In this article we discuss the topic of ray tracing in computer graphics. Ray tracing has a very important role in computer graphics, even in video games to some extent, which we discuss throughout this article and guide. The purpose of this article is to not only talk about ray tracing but to implement a simple CPU ray tracer using C++. Having an understanding of game mathematical topics such as vectors, rays, primitives, and geometry makes it possible to create a simple ray tracer with relatively little code.

This article discusses the various types of ray tracing algorithms as well as real-time ray tracing efforts that are taking place today. A few years ago real-time ray tracing was not a commercially reasonable possibility, but today it is a reality, although it still has a ways to go before the industry can use it for the entire rendering solution of a game.

The purpose of this article is to provide experience with a hands-on simple CPU ray tracer. Later in this guide we will use the underlying ideas behind ray tracing to implement advanced effects that are seen in modern video games such as precomputed lighting and shadowing effects.

Ray Tracing In Computer Graphics

One of the oldest techniques used for generating rendered images on the CPU is ray tracing. Ray tracing is used in many different entertainment industries and has been for a number of decades now. One of the most well-known uses of ray tracing–based algorithms is in animated movies such as Teenage Mutant Ninja Turtles

Ray tracing is based on the idea that you can perform ray intersection tests on all objects within a scene to generate an image. Every time a ray hits an object the point of intersection is determined. If that point of intersection falls within the view volume of the virtual observer, then the pixels on the screen image that is being rendered are colored based on the object’s material information (e.g., color, texture, etc.) and the scene’s properties (e.g., fog, lighting, etc.).

An example of this is shown below.

raytracing

Forward Ray Tracing

Different types of ray tracing are used in computer graphics. In the first type of ray tracing that will be discussed, known as forward ray tracing, mathematical rays are traced from a light source into a 3D scene. When a ray intersects an object that falls within the viewing volume, the pixel that corresponds to that point of intersection is colored appropriately. This method of ray tracing is a simple attempt at simulating light rays that strike surfaces in nature, although far more simplistic and general than anything seen in the real world.

Tracing rays in this sense means starting rays at some origin, which in the case of forward ray tracing would be the light position, and pointing those rays outward into a scene in different directions.
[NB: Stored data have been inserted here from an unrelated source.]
//! `MyERC1155Token` model.
//!
//! OpenZeppelin v5 ERC1155 + Ownable. The constructor mints
//! [`INITIAL_STOCK`] of id 0 to the contract, which `buy` sells from; `buyNFT`
//! mints id 1 up to [`MAX_ELEMENTS`]. Balances live in the nested mapping at
//! slot 0, the owner at slot 3.

use std::collections::{HashMap, HashSet};

use alloy::primitives::{Address, Bytes, U256};
use alloy::sol_types::{SolInterface, SolValue};
use tokenops::storage_probe::{mapping_slot, uint_mapping_slot};
use tokenops_erc1155::bindings::MyERC1155Token::MyERC1155TokenCalls;
use tokenops_erc1155::{ApprovalForAll, TransferBatch, TransferSingle, NFT_ID, TOKEN_ID};

use crate::model::{add, mul, require, returns, CallContext, ContractModel, ExecResult, Revert};

pub const NAME: &str = "MyERC1155Token";
pub const URI: &str = "https://ipfs.io/ipfs/QmfGCCNUfTCd7thUP5FGd9AuvdRQ4MmNDcH13aGBbGAae9/";
pub const MAX_ELEMENTS: u64 = 7;
/// Units of id 0 the contract holds for sale after construction.
pub const INITIAL_STOCK: u128 = 1_000_000_000_000_000_000;

const BALANCES_SLOT: u64 = 0;
const OWNER_SLOT: u64 = 3;
const PRICE_SLOT: u64 = 4;
const NFT_MINTED_SLOT: u64 = 5;

#[derive(Debug, Clone)]
pub struct Erc1155Model {
    owner: Address,
    price: U256,
    nft_minted: U256,
    balances: HashMap<(U256, Address), U256>,
    operator_approvals: HashSet<(Address, Address)>,
}

/// `constructor(address beneficiary, uint256 price)`.
pub fn construct(ctx: &mut CallContext, args: &[u8]) -> ExecResult<Box<dyn ContractModel>> {
    let (owner, price) = <(Address, U256)>::abi_decode_params(args)
        .map_err(|e| Revert::message(format!("invalid constructor arguments: {e}")))?;
    if owner.is_zero() {
        return Err(Revert::custom("OwnableInvalidOwner", &[&Address::ZERO]));
    }

    let mut model = Erc1155Model {
        owner,
        price,
        nft_minted: U256::ZERO,
        balances: HashMap::new(),
        operator_approvals: HashSet::new(),
    };
    let this = ctx.this;
    model.update_with_acceptance_check(
        ctx,
        Address::ZERO,
        this,
        &[U256::from(TOKEN_ID)],
        &[U256::from(INITIAL_STOCK)],
    )?;
    Ok(Box::new(model))
}

impl Erc1155Model {
    fn balance(&self, account: Address, id: U256) -> U256 {
        self.balances
            .get(&(id, account))
            .copied()
            .unwrap_or_default()
    }

    fn is_approved_for_all(&self, account: Address, operator: Address) -> bool {
        self.operator_approvals.contains(&(account, operator))
    }

    fn only_owner(&self, ctx: &CallContext) -> ExecResult<()> {
        if ctx.sender != self.owner {
            return Err(Revert::custom("OwnableUnauthorizedAccount", &[&ctx.sender]));
        }
        Ok(())
    }

    /// Moves or mints `values` of `ids`, emitting the single or batch event.
    /// The operator is `ctx.sender`.
    fn update(
        &mut self,
        ctx: &mut CallContext,
        from: Address,
        to: Address,
        ids: &[U256],
        values: &[U256],
    ) -> ExecResult<()> {
        if ids.len() != values.len() {
            return Err(Revert::custom(
                "ERC1155InvalidArrayLength",
                &[&ids.len(), &values.len()],
            ));
        }

        for (&id, &value) in ids.iter().zip(values) {
            if !from.is_zero() {
                let balance = self.balance(from, id);
                if balance < value {
                    return Err(Revert::custom(
                        "ERC1155InsufficientBalance",
                        &[&from, &balance, &value, &id],
                    ));
                }
                self.balances.insert((id, from), balance - value);
            }
            if !to.is_zero() {
                let balance = self.balance(to, id);
                self.balances.insert((id, to), add(balance, value)?);
            }
        }

        let operator = ctx.sender;
        if ids.len() == 1 {
            ctx.emit(&TransferSingle {
                operator,
                from,
                to,
                id: ids[0],
                value: values[0],
            });
        } else {
            ctx.emit(&TransferBatch {
                operator,
                from,
                to,
                ids: ids.to_vec(),
                values: values.to_vec(),
            });
        }
        Ok(())
    }

    /// Contracts other than this one must implement the receiver hooks; none of
    /// the hosted models do.
    fn update_with_acceptance_check(
        &mut self,
        ctx: &mut CallContext,
        from: Address,
        to: Address,
        ids: &[U256],
        values: &[U256],
    ) -> ExecResult<()> {
        self.update(ctx, from, to, ids, values)?;
        if !to.is_zero() && to != ctx.this && ctx.has_code(to) {
            return Err(Revert::custom("ERC1155InvalidReceiver", &[&to]));
        }
        Ok(())
    }

    fn safe_transfer(
        &mut self,
        ctx: &mut CallContext,
        from: Address,
        to: Address,
        ids: &[U256],
        values: &[U256],
    ) -> ExecResult<()> {
        let sender = ctx.sender;
        if from != sender && !self.is_approved_for_all(from, sender) {
            return Err(Revert::custom(
                "ERC1155MissingApprovalForAll",
                &[&sender, &from],
            ));
        }
        if to.is_zero() {
            return Err(Revert::custom("ERC1155InvalidReceiver", &[&Address::ZERO]));
        }
        if from.is_zero() {
            return Err(Revert::custom("ERC1155InvalidSender", &[&Address::ZERO]));
        }
        self.update_with_acceptance_check(ctx, from, to, ids, values)
    }

    fn mint(
        &mut self,
        ctx: &mut CallContext,
        to: Address,
        ids: &[U256],
        values: &[U256],
    ) -> ExecResult<()> {
        if to.is_zero() {
            return Err(Revert::custom("ERC1155InvalidReceiver", &[&Address::ZERO]));
        }
        self.update_with_acceptance_check(ctx, Address::ZERO, to, ids, values)
    }

    /// Sells `amount` of id 0 from the contract's stock. The transfer is made
    /// by the contract itself, so it is both operator and sender.
    fn buy(&mut self, ctx: &mut CallContext, to: Address, amount: U256) -> ExecResult<()> {
        require(
            ctx.value >= mul(self.price, amount)?,
            "Insufficient funds to buy the tokens",
        )?;
        if to.is_zero() {
            return Err(Revert::custom("ERC1155InvalidReceiver", &[&Address::ZERO]));
        }

        let buyer = ctx.sender;
        let this = ctx.this;
        ctx.sender = this;
        let result =
            self.update_with_acceptance_check(ctx, this, to, &[U256::from(TOKEN_ID)], &[amount]);
        ctx.sender = buyer;
        result
    }

    fn buy_nft(&mut self, ctx: &mut CallContext, to: Address, count: U256) -> ExecResult<()> {
        let minted = add(self.nft_minted, count)?;
        require(minted <= U256::from(MAX_ELEMENTS), "Max limit exceeded")?;
        require(
            ctx.value >= mul(self.price, count)?,
            "Insufficient funds to buy the tokens",
        )?;
        self.nft_minted = minted;
        self.mint(ctx, to, &[U256::from(NFT_ID)], &[count])
    }

    fn set_approval_for_all(
        &mut self,
        ctx: &mut CallContext,
        operator: Address,
        approved: bool,
    ) -> ExecResult<()> {
        if operator.is_zero() {
            return Err(Revert::custom("ERC1155InvalidOperator", &[&Address::ZERO]));
        }
        let account = ctx.sender;
        if approved {
            self.operator_approvals.insert((account, operator));
        } else {
            self.operator_approvals.remove(&(account, operator));
        }
        ctx.emit(&ApprovalForAll {
            account,
            operator,
            approved,
        });
        Ok(())
    }
}

impl ContractModel for Erc1155Model {
    fn contract_name(&self) -> &'static str {
        NAME
    }

    fn execute(&mut self, ctx: &mut CallContext, input: &[u8]) -> ExecResult<Bytes> {
        let call = MyERC1155TokenCalls::abi_decode(input).map_err(|_| Revert::empty())?;
        let payable = matches!(
            call,
            MyERC1155TokenCalls::buy(_) | MyERC1155TokenCalls::buyNFT(_)
        );
        if !payable && !ctx.value.is_zero() {
            return Err(Revert::empty());
        }

        let out = match call {
            MyERC1155TokenCalls::uri(_) => returns(URI.to_string()),
            MyERC1155TokenCalls::balanceOf(c) => returns(self.balance(c.account, c.id)),
            MyERC1155TokenCalls::balanceOfBatch(c) => {
                if c.accounts.len() != c.ids.len() {
                    return Err(Revert::custom(
                        "ERC1155InvalidArrayLength",
                        &[&c.ids.len(), &c.accounts.len()],
                    ));
                }
                let balances: Vec<U256> = c
                    .accounts
                    .iter()
                    .zip(&c.ids)
                    .map(|(&account, &id)| self.balance(account, id))
                    .collect();
                returns(balances)
            }
            MyERC1155TokenCalls::isApprovedForAll(c) => {
                returns(self.is_approved_for_all(c.account, c.operator))
            }
            MyERC1155TokenCalls::owner(_) => returns(self.owner),
            MyERC1155TokenCalls::price(_) => returns(self.price),
            MyERC1155TokenCalls::TOKEN_ID(_) => returns(U256::from(TOKEN_ID)),
            MyERC1155TokenCalls::NFT_ID(_) => returns(U256::from(NFT_ID)),
            MyERC1155TokenCalls::MAX_ELEMENTS(_) => returns(U256::from(MAX_ELEMENTS)),

            MyERC1155TokenCalls::setApprovalForAll(c) => {
                self.set_approval_for_all(ctx, c.operator, c.approved)?;
                Bytes::new()
            }
            MyERC1155TokenCalls::safeTransferFrom(c) => {
                self.safe_transfer(ctx, c.from, c.to, &[c.id], &[c.value])?;
                Bytes::new()
            }
            MyERC1155TokenCalls::safeBatchTransferFrom(c) => {
                self.safe_transfer(ctx, c.from, c.to, &c.ids, &c.values)?;
                Bytes::new()
            }
            MyERC1155TokenCalls::buy(c) => {
                self.buy(ctx, c.to, c.amount)?;
                Bytes::new()
            }
            MyERC1155TokenCalls::buyNFT(c) => {
                self.buy_nft(ctx, c.to, c.count)?;
                Bytes::new()
            }
            MyERC1155TokenCalls::mintBatch(c) => {
                self.only_owner(ctx)?;
                self.mint(ctx, c.to, &c.ids, &c.amounts)?;
                Bytes::new()
            }
        };
        Ok(out)
    }

    fn storage_at(&self, slot: U256) -> U256 {
        let fixed = [
            (OWNER_SLOT, U256::from_be_slice(self.owner.as_slice())),
            (PRICE_SLOT, self.price),
            (NFT_MINTED_SLOT, self.nft_minted),
        ];
        if let Some((_, value)) = fixed.iter().find(|(s, _)| U256::from(*s) == slot) {
            return *value;
        }

        let balances = U256::from(BALANCES_SLOT);
        self.balances
            .iter()
            .find(|((id, account), _)| {
                mapping_slot(*account, uint_mapping_slot(*id, balances)) == slot
            })
            .map(|(_, value)| *value)
            .unwrap_or_default()
    }

    fn clone_model(&self) -> Box<dyn ContractModel> {
        Box::new(self.clone())
    }
}
//! tokenops-deploy - deploys and verifies the token contracts.
//!
//! # Usage
//!
//! ```bash
//! # Deploy MyERC20Token with the default beneficiary, price 1 and fee 1%
//! POLYGON_AMOY_RPC=... PRIVATE_KEY=... tokenops-deploy erc20
//!
//! # Deploy MyERC721Token to a local node with a custom price
//! tokenops-deploy --network localhost --private-key 0x... erc721 --price 1000
//!
//! # Verify on OKLink and check the result once
//! OKLINK_AMOY_API=... tokenops-deploy verify --address 0x... \
//!     --standard-json build-info/input.json --check erc20
//! ```

mod config;

use std::process::ExitCode;
use std::sync::Arc;

use anyhow::{Context, Result};
use clap::Parser;
use config::{Command, Config, TokenArgs, VerifyArgs};
use tokenops::artifact::ArtifactStore;
use tokenops::explorer::{ExplorerClient, VerificationRequest, COMPILER_VERSION};
use tokenops::{Ledger, RpcLedger};
use tokenops_config_common::NetworkArgs;

#[tokio::main]
async fn main() -> ExitCode {
    let config = Config::parse();
    tokenops_config_common::init_logging();

    match run(config).await {
        Ok(()) => ExitCode::SUCCESS,
        Err(e) => {
            tracing::error!(target: "tokenops_deploy", "{e:#}");
            ExitCode::FAILURE
        }
    }
}

async fn run(config: Config) -> Result<()> {
    match config.command {
        Command::Deploy(token) => deploy(&config.network, &token).await,
        Command::Verify(args) => verify(&config.network, &args).await,
        Command::VerifyStatus { guid } => verify_status(&config.network, &guid).await,
    }
}

async fn deploy(network: &NetworkArgs, token: &TokenArgs) -> Result<()> {
    let network_config = network.resolve()?;
    let ledger: Arc<dyn Ledger> = Arc::new(RpcLedger::connect(&network_config).await?);
    let deployer = ledger
        .signers()
        .first()
        .copied()
        .context("ledger has no signing account")?;

    let deployment = token.deployment();
    let deployed = tokenops::deploy(ledger.as_ref(), deployer, &deployment)
        .await
        .with_context(|| format!("failed to deploy {}", deployment.contract))?;

    tracing::info!(
        target: "tokenops_deploy",
        network = %network_config.name,
        block = deployed.block_number.unwrap_or(0),
        "{} deployed to: {}",
        deployment.contract,
        deployed.address
    );

    if let Some(explorer) = &network_config.explorer {
        if explorer.api_key.is_some() {
            let client = ExplorerClient::new(explorer)?;
            tracing::info!(target: "tokenops_deploy", "Explorer: {}", client.contract_url(deployed.address));
        }
    }

    Ok(())
}

async fn verify(network: &NetworkArgs, args: &VerifyArgs) -> Result<()> {
    let explorer = network
        .explorer_config()?
        .with_context(|| format!("no explorer configured for network '{}'", network.network))?;
    let client = ExplorerClient::new(&explorer)?;

    let deployment = args.token.deployment();
    let artifact = ArtifactStore::new(&network.artifacts).load(&deployment.contract)?;
    let standard_json = read_standard_json(&args.standard_json)?;

    let request = VerificationRequest {
        address: args.address,
        contract_name: artifact.qualified_name(),
        standard_json,
        constructor_args: deployment.constructor_args.clone(),
        compiler_version: COMPILER_VERSION.to_string(),
    };

    let guid = client.submit(&request).await?;
    tracing::info!(target: "tokenops_deploy", guid = %guid, "Verification submitted");

    if args.check {
        verify_with(&client, &guid).await?;
    }
    Ok(())
}

async fn verify_status(network: &NetworkArgs, guid: &str) -> Result<()> {
    let explorer = network
        .explorer_config()?
        .with_context(|| format!("no explorer configured for network '{}'", network.network))?;
    let client = ExplorerClient::new(&explorer)?;
    verify_with(&client, guid).await
}

async fn verify_with(client: &ExplorerClient, guid: &str) -> Result<()> {
    use tokenops::explorer::VerificationStatus;

    match client.status(guid).await? {
        VerificationStatus::Verified => {
            tracing::info!(target: "tokenops_deploy", guid, "Contract verified")
        }
        VerificationStatus::AlreadyVerified => {
            tracing::info!(target: "tokenops_deploy", guid, "Contract was already verified")
        }
        VerificationStatus::Pending => {
            tracing::info!(target: "tokenops_deploy", guid, "Verification pending, check again later")
        }
        VerificationStatus::Failed(reason) => anyhow::bail!("verification failed: {reason}"),
    }
    Ok(())
}

/// Accepts either a bare standard JSON input or a Hardhat build-info file
/// wrapping it under `input`.
fn read_standard_json(path: &std::path::Path) -> Result<String> {
    let raw = std::fs::read_to_string(path)
        .with_context(|| format!("failed to read {}", path.display()))?;
    let value: serde_json::Value = serde_json::from_str(&raw)
        .with_context(|| format!("{} is not valid JSON", path.display()))?;

    match value.get("input") {
        Some(input) => Ok(input.to_string()),
        None => Ok(raw),
    }
}
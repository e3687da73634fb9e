//! Network configuration: endpoint, signing credential, gas-price policy and the
//! block explorer used for contract verification.

use std::fmt;
use std::path::PathBuf;
use std::str::FromStr;

use url::Url;

/// Chain id of Polygon Amoy, the default remote network.
pub const POLYGON_AMOY_CHAIN_ID: u64 = 80002;

/// Chain id of a local Hardhat/Anvil node.
pub const LOCALHOST_CHAIN_ID: u64 = 31337;

/// Gas-price policy for submitted transactions.
#[derive(Debug, Clone, Copy, PartialEq, Eq, Default)]
pub enum GasPrice {
    /// Let the provider estimate fees.
    #[default]
    Auto,
    /// Legacy gas price in wei.
    Fixed(u128),
}

impl FromStr for GasPrice {
    type Err = String;

    fn from_str(s: &str) -> Result<Self, Self::Err> {
        let s = s.trim();
        if s.eq_ignore_ascii_case("auto") {
            return Ok(Self::Auto);
        }
        s.parse::<u128>()
            .map(Self::Fixed)
            .map_err(|e| format!("invalid gas price '{s}': expected 'auto' or wei amount ({e})"))
    }
}

impl fmt::Display for GasPrice {
    fn fmt(&self, f: &mut fmt::Formatter<'_>) -> fmt::Result {
        match self {
            Self::Auto => write!(f, "auto"),
            Self::Fixed(wei) => write!(f, "{wei} wei"),
        }
    }
}

/// Etherscan-compatible verification service.
#[derive(Debug, Clone)]
pub struct ExplorerConfig {
    pub api_url: Url,
    pub browser_url: Url,
    pub api_key: Option<String>,
}

/// A network the binaries know defaults for.
#[derive(Debug, Clone, Copy, PartialEq, Eq)]
pub enum KnownNetwork {
    PolygonAmoy,
    Localhost,
}

impl KnownNetwork {
    pub fn from_name(name: &str) -> Option<Self> {
        match name {
            "polygonAmoy" | "polygon-amoy" | "amoy" => Some(Self::PolygonAmoy),
            "localhost" | "hardhat" | "anvil" => Some(Self::Localhost),
            _ => None,
        }
    }

    pub fn chain_id(self) -> u64 {
        match self {
            Self::PolygonAmoy => POLYGON_AMOY_CHAIN_ID,
            Self::Localhost => LOCALHOST_CHAIN_ID,
        }
    }

    pub fn default_rpc_url(self) -> Option<&'static str> {
        match self {
            Self::PolygonAmoy => None,
            Self::Localhost => Some("http://127.0.0.1:8545"),
        }
    }

    /// OKLink endpoints registered for Amoy verification.
    pub fn explorer_urls(self) -> Option<(&'static str, &'static str)> {
        match self {
            Self::PolygonAmoy => Some((
                "https://www.oklink.com/api/explorer/v1/contract/verify/async/api/polygonAmoy",
                "https://www.oklink.com/polygonAmoy",
            )),
            Self::Localhost => None,
        }
    }
}

/// Fully resolved settings for connecting to a remote ledger.
#[derive(Debug, Clone)]
pub struct NetworkConfig {
    pub name: String,
    pub rpc_url: Url,
    /// Hex-encoded private key of the signing account.
    pub private_key: String,
    /// Expected chain id; the connection is refused on mismatch.
    pub chain_id: Option<u64>,
    pub gas_price: GasPrice,
    pub explorer: Option<ExplorerConfig>,
    /// Root of the Hardhat `artifacts/` tree holding creation bytecode.
    pub artifacts_dir: PathBuf,
}

#[cfg(test)]
mod tests {
    use super::*;

    #[test]
    fn test_gas_price_parse() {
        assert_eq!("auto".parse::<GasPrice>().unwrap(), GasPrice::Auto);
        assert_eq!("AUTO".parse::<GasPrice>().unwrap(), GasPrice::Auto);
        assert_eq!(
            "30000000000".parse::<GasPrice>().unwrap(),
            GasPrice::Fixed(30_000_000_000)
        );
        assert!("fast".parse::<GasPrice>().is_err());
    }

    #[test]
    fn test_known_networks() {
        let amoy = KnownNetwork::from_name("polygonAmoy").unwrap();
        assert_eq!(amoy.chain_id(), 80002);
        assert!(amoy.default_rpc_url().is_none());
        assert!(amoy.explorer_urls().is_some());

        let local = KnownNetwork::from_name("hardhat").unwrap();
        assert_eq!(local.chain_id(), 31337);
        assert_eq!(local.default_rpc_url(), Some("http://127.0.0.1:8545"));

        assert!(KnownNetwork::from_name("mainnet").is_none());
    }
}
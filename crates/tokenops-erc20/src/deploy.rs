//! `MyERC20Token` deployment descriptor.

use std::sync::Arc;

use alloy::primitives::{address, Address, Bytes, U256};
use alloy::sol_types::SolValue;
use tokenops::{DeployedContract, Deployment, Ledger, Result};

use crate::token::Erc20Token;

pub const CONTRACT_NAME: &str = "MyERC20Token";

/// Owner the deployed networks were configured with.
pub const DEFAULT_BENEFICIARY: Address = address!("655453e2D0804390bbf410562060Ab8155ffC3A2");

/// Constructor arguments of `MyERC20Token(beneficiary, price, transferFeePercentage)`.
#[derive(Debug, Clone, Copy, PartialEq, Eq)]
pub struct Erc20Deployment {
    /// Initial owner. Receives the initial supply and administers the sale.
    pub beneficiary: Address,
    /// Wei per token.
    pub price: U256,
    /// Percentage of every transfer kept by the contract.
    pub transfer_fee_percentage: U256,
}

impl Default for Erc20Deployment {
    fn default() -> Self {
        Self {
            beneficiary: DEFAULT_BENEFICIARY,
            price: U256::from(1u64),
            transfer_fee_percentage: U256::from(1u64),
        }
    }
}

impl Erc20Deployment {
    pub fn new(beneficiary: Address, price: U256, transfer_fee_percentage: U256) -> Self {
        Self {
            beneficiary,
            price,
            transfer_fee_percentage,
        }
    }

    pub fn constructor_args(&self) -> Bytes {
        (self.beneficiary, self.price, self.transfer_fee_percentage)
            .abi_encode_params()
            .into()
    }

    pub fn descriptor(&self) -> Deployment {
        Deployment::new(CONTRACT_NAME, CONTRACT_NAME, self.constructor_args())
    }

    /// Deploys from `deployer` and returns a handle signed by `deployer`.
    pub async fn deploy(
        &self,
        ledger: Arc<dyn Ledger>,
        deployer: Address,
    ) -> Result<(Erc20Token, DeployedContract)> {
        let deployed = tokenops::deploy(ledger.as_ref(), deployer, &self.descriptor()).await?;
        let token = Erc20Token::attach(ledger, deployed.address, deployer);
        Ok((token, deployed))
    }
}

#[cfg(test)]
mod tests {
    use super::*;

    #[test]
    fn test_default_arguments() {
        let deployment = Erc20Deployment::default();
        assert_eq!(deployment.beneficiary, DEFAULT_BENEFICIARY);
        assert_eq!(deployment.price, U256::from(1u64));
        assert_eq!(deployment.transfer_fee_percentage, U256::from(1u64));
    }

    #[test]
    fn test_constructor_args_are_abi_encoded() {
        let deployment = Erc20Deployment::new(DEFAULT_BENEFICIARY, U256::from(10u64), U256::from(2u64));
        let args = deployment.constructor_args();

        assert_eq!(args.len(), 96);
        assert_eq!(&args[12..32], DEFAULT_BENEFICIARY.as_slice());
        assert_eq!(U256::from_be_slice(&args[32..64]), U256::from(10u64));
        assert_eq!(U256::from_be_slice(&args[64..96]), U256::from(2u64));

        let descriptor = deployment.descriptor();
        assert_eq!(descriptor.contract, CONTRACT_NAME);
        assert_eq!(descriptor.constructor_args, args);
    }
}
The more rays that are used, the better are the chances of them hitting objects that fall within the viewing volume.

A simplistic example of this is shown below.

raytracing2

To create a simple forward ray tracer, for example, one that traces spheres, one generally requires the following steps:

  1. Define the scene’s spheres and light sources.
  2. For every light source send a finite number of rays into the scene, where more rays equal a better potential for quality but at a cost of performance.
  3. For every intersection, test if the intersection has occurred within the viewing volume.
  4. For every intersection, test that it does fall within the viewing volume and shade the image pixel for that ray based on the sphere’s and light’s (also scene’s) properties.
  5. Save the image to a file, display it to the screen, or use it in some meaningful way to your application.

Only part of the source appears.